PROBLEM DESCRIPTION
Please write out only the lines running from the one with "pub fn seed_from_clock()" through the last line of the listing, each exactly as given.

Segment Start: EXTRACTED INFORMATION

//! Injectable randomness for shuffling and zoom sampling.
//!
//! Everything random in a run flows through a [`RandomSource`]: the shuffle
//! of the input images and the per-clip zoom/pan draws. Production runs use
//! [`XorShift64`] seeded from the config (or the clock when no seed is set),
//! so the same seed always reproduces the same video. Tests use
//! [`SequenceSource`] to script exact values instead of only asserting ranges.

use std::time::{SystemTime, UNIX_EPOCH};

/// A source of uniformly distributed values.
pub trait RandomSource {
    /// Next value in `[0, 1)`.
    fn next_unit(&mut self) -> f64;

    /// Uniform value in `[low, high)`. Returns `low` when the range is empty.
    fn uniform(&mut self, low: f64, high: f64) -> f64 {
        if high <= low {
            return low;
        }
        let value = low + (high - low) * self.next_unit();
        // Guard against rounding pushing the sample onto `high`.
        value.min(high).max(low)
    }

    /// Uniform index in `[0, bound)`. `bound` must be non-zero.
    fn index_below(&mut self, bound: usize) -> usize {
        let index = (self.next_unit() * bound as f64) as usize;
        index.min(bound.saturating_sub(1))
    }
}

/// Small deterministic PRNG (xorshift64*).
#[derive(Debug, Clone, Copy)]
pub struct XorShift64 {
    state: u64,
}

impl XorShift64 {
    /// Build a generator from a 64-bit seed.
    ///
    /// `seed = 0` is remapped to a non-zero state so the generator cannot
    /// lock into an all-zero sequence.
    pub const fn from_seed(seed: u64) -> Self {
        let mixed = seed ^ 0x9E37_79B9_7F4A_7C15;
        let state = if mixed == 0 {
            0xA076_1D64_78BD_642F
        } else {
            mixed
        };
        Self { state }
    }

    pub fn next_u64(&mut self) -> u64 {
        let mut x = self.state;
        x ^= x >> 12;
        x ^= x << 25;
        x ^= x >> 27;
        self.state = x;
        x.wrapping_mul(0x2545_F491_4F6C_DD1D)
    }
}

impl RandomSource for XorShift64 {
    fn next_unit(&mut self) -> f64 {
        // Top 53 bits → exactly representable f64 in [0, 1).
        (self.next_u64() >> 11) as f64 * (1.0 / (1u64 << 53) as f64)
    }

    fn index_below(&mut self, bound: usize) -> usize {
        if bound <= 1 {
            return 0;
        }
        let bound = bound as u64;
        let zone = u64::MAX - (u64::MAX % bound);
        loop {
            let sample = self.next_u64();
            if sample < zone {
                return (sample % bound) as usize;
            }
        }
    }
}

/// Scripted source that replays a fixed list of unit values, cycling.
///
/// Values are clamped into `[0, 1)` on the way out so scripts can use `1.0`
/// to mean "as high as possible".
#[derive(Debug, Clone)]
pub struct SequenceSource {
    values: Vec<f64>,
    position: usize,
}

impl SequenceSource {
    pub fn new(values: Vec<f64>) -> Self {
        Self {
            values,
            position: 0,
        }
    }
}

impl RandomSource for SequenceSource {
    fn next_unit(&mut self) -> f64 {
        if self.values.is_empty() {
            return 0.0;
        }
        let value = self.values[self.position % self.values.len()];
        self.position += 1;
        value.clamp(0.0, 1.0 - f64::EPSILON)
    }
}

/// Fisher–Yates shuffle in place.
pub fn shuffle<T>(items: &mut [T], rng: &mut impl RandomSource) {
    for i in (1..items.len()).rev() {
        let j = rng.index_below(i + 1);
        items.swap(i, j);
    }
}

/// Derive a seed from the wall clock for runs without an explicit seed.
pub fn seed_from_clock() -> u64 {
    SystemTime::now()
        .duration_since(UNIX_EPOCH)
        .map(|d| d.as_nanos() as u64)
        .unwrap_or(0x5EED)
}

Segment End: EXTRACTED INFORMATION

REPLY TO THE TASK
pub fn seed_from_clock() -> u64 {
    SystemTime::now()
        .duration_since(UNIX_EPOCH)
        .map(|d| d.as_nanos() as u64)
        .unwrap_or(0x5EED)
}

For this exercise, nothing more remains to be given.